Old Korean is the historical variety of the Korean language or Koreanic languages dating from the beginning of Three Kingdoms of Korea to the latter part of Later Silla, roughly from the fourth to tenth centuries CE.

Old Korean is distinct from proto-Korean (원시 한국어), the ancestral language reconstructed from comparison of Korean dialects.

Some linguists propose that Old Korean may have been one of the Altaic languages, although this claim has been controversial and is not accepted by modern linguists.

The extent of Old Korean is unclear. It is generally accepted as including Sillan, which is thought to be the direct ancestor of Middle and Modern Korean, and may also have included the languages of Buyeo, Goguryeo, and Baekje.
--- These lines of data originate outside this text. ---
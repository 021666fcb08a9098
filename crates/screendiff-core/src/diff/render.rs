//! Text rendering of diff operations and node subtrees.
//!
//! Output is deterministic: identical inputs always produce byte-identical
//! text. Downstream truncation and alerting rely on that.

use super::model::DiffOperation;
use crate::model::Node;
use std::fmt::{self, Write as _};

const REMOVED: &str = "- ";
const ADDED: &str = "+ ";

/// Leading-whitespace configuration: the current offset and the step added
/// per nesting level.
#[derive(Debug, Clone, Copy, PartialEq, Eq, Default)]
pub struct IndentConfig {
    offset: usize,
    size: usize,
}

impl IndentConfig {
    pub const fn new(offset: usize, size: usize) -> Self {
        Self { offset, size }
    }

    pub fn offset(&self) -> usize {
        self.offset
    }

    pub fn size(&self) -> usize {
        self.size
    }

    /// Config for one nesting level down.
    pub fn deeper(&self) -> Self {
        Self::new(self.offset + self.size, self.size)
    }
}

/// Renders as `offset` spaces.
impl fmt::Display for IndentConfig {
    fn fmt(&self, f: &mut fmt::Formatter<'_>) -> fmt::Result {
        write!(f, "{:width$}", "", width = self.offset)
    }
}

/// Pretty-print `node` as markup, every line starting with `prefix`.
///
/// Elements open on their own line; each attribute gets a line one level
/// deeper followed by a closing `>` line. Children render one level deeper
/// and a closing tag follows only when there were children. Tag names are
/// lower-cased.
pub fn to_markup(node: &Node, prefix: &str, indent: IndentConfig) -> String {
    let mut out = String::new();
    write_markup(&mut out, node, prefix, indent);
    out
}

fn write_markup(out: &mut String, node: &Node, prefix: &str, indent: IndentConfig) {
    match node {
        Node::Text(cd) | Node::Comment(cd) => {
            let continuation = format!("\n{prefix}");
            let text = cd
                .data
                .replace("\r\n", "\n")
                .replace('\r', "\n")
                .replace('\n', &continuation);
            let _ = writeln!(out, "{prefix}{indent}{text}");
        }
        Node::Element(el) => {
            let tag = el.node_name.to_lowercase();
            let deeper = indent.deeper();
            let _ = write!(out, "{prefix}{indent}<{tag}");
            if el.attributes.is_empty() {
                out.push_str(">\n");
            } else {
                for (name, value) in &el.attributes {
                    let _ = write!(out, "\n{prefix}{deeper}{name}=\"{value}\"");
                }
                let _ = writeln!(out, "\n{prefix}{indent}>");
            }
            if !el.children.is_empty() {
                for child in &el.children {
                    write_markup(out, child, prefix, deeper);
                }
                let _ = writeln!(out, "{prefix}{indent}</{tag}>");
            }
        }
    }
}

/// Render `operations` as a unified-diff-style report.
///
/// Each operation contributes an `@@ <action> @@` header followed by its
/// `-`/`+` lines. Relocations and form-state or comment changes are reported
/// by their header alone. Operations missing the fields their kind needs
/// contribute nothing at all.
pub fn render_text(operations: &[DiffOperation], indent: IndentConfig) -> String {
    operations
        .iter()
        .filter_map(|op| render_operation(op, indent))
        .collect()
}

fn render_operation(op: &DiffOperation, indent: IndentConfig) -> Option<String> {
    let body = match op {
        DiffOperation::ModifyAttribute {
            name: Some(name),
            old_value: Some(old),
            new_value: Some(new),
            ..
        } => format!("{REMOVED}{name}=\"{old}\"\n{ADDED}{name}=\"{new}\"\n"),
        DiffOperation::AddAttribute {
            name: Some(name),
            value: Some(value),
            ..
        } => format!("{ADDED}{name}=\"{value}\"\n"),
        DiffOperation::RemoveAttribute {
            name: Some(name),
            value: Some(value),
            ..
        } => format!("{REMOVED}{name}=\"{value}\"\n"),
        DiffOperation::ModifyTextElement {
            old_value: Some(old),
            new_value: Some(new),
            ..
        } => replacement(old, new),
        DiffOperation::AddTextElement {
            value: Some(value), ..
        } => format!("{ADDED}{value}\n"),
        DiffOperation::RemoveTextElement {
            value: Some(value), ..
        } => format!("{REMOVED}{value}\n"),
        DiffOperation::ReplaceElement {
            old_value: Some(old),
            new_value: Some(new),
            ..
        } => to_markup(old, REMOVED, indent) + &to_markup(new, ADDED, indent),
        DiffOperation::AddElement {
            element: Some(element),
            ..
        } => to_markup(element, ADDED, indent),
        DiffOperation::RemoveElement {
            element: Some(element),
            ..
        } => to_markup(element, REMOVED, indent),
        // Header only, whatever the payload.
        DiffOperation::RelocateGroup { .. }
        | DiffOperation::ModifyValue { .. }
        | DiffOperation::ModifyChecked { .. }
        | DiffOperation::ModifySelected { .. }
        | DiffOperation::ModifyComment { .. } => String::new(),
        _ => return None,
    };
    Some(format!("@@ {} @@\n{}", op.kind(), body))
}

fn replacement(old: impl fmt::Display, new: impl fmt::Display) -> String {
    format!("{REMOVED}{old}\n{ADDED}{new}\n")
}

#[cfg(test)]
mod tests {
    use super::*;

    #[test]
    fn test_indent_display_and_deeper() {
        let indent = IndentConfig::new(1, 2);
        assert_eq!(indent.to_string(), " ");
        assert_eq!(indent.deeper(), IndentConfig::new(3, 2));
        assert_eq!(indent.deeper().to_string(), "   ");
    }

    #[test]
    fn test_markup_without_attributes_closes_inline() {
        let node = Node::element("P", Vec::<(String, String)>::new(), vec![]);
        assert_eq!(to_markup(&node, "", IndentConfig::new(0, 2)), "<p>\n");
    }

    #[test]
    fn test_markup_layout() {
        let node = Node::element(
            "DIV",
            [("class", "box"), ("id", "main")],
            vec![Node::element("SPAN", Vec::<(String, String)>::new(), vec![Node::text("hi")])],
        );
        let expected = "\
+ <div
+   class=\"box\"
+   id=\"main\"
+ >
+   <span>
+     hi
+   </span>
+ </div>
";
        assert_eq!(to_markup(&node, "+ ", IndentConfig::new(0, 2)), expected);
    }

    #[test]
    fn test_text_line_breaks_reindent_to_prefix() {
        let node = Node::text("a\r\nb\rc\nd");
        assert_eq!(
            to_markup(&node, "- ", IndentConfig::new(2, 2)),
            "-   a\n- b\n- c\n- d\n"
        );
    }

    #[test]
    fn test_relocate_renders_header_only() {
        let op = DiffOperation::RelocateGroup {
            route: vec![0],
            group_length: Some(1),
            from: Some(0),
            to: Some(2),
        };
        assert_eq!(
            render_text(&[op], IndentConfig::default()),
            "@@ relocateGroup @@\n"
        );
    }

    #[test]
    fn test_form_state_kinds_render_header_only() {
        let ops = [
            DiffOperation::ModifyChecked {
                route: vec![],
                old_value: Some(false),
                new_value: Some(true),
            },
            DiffOperation::ModifyValue {
                route: vec![],
                old_value: Some(crate::model::FormValue::Number(3.0)),
                new_value: Some(crate::model::FormValue::Text("x".to_string())),
            },
        ];
        assert_eq!(
            render_text(&ops, IndentConfig::default()),
            "@@ modifyChecked @@\n@@ modifyValue @@\n"
        );
    }
}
If so, Old Korean was a language family, not a single language. (See Buyeo languages, Koreanic languages.)

Only some literary records of Unified Silla, changed into Goryeo text, are extant and some texts (written in their native Writing system) of the Three Kingdoms period are mostly available in form of inscriptions at present.

Thus, the languages of the Three Kingdoms period are generally examined through official government names and local district names. The point at which Old Korean became Middle Korean is assessed variously by different scholars. The line is sometimes drawn in the late Goryeo dynasty and sometimes around the 15th century in the early Joseon. It is usually thought that Middle Korean started with the establishment of a new capital at the foundation of the state of Goryeo.

The first texts in Old Korean date from the Three Kingdoms period. They are written using Chinese characters (hanja) to represent the sound and grammar of the native language. Various systems were used, beginning with ad hoc approaches and gradually becoming codified in the Idu script and the hyangchal system used for poetry, and in a later phase, gugyeol.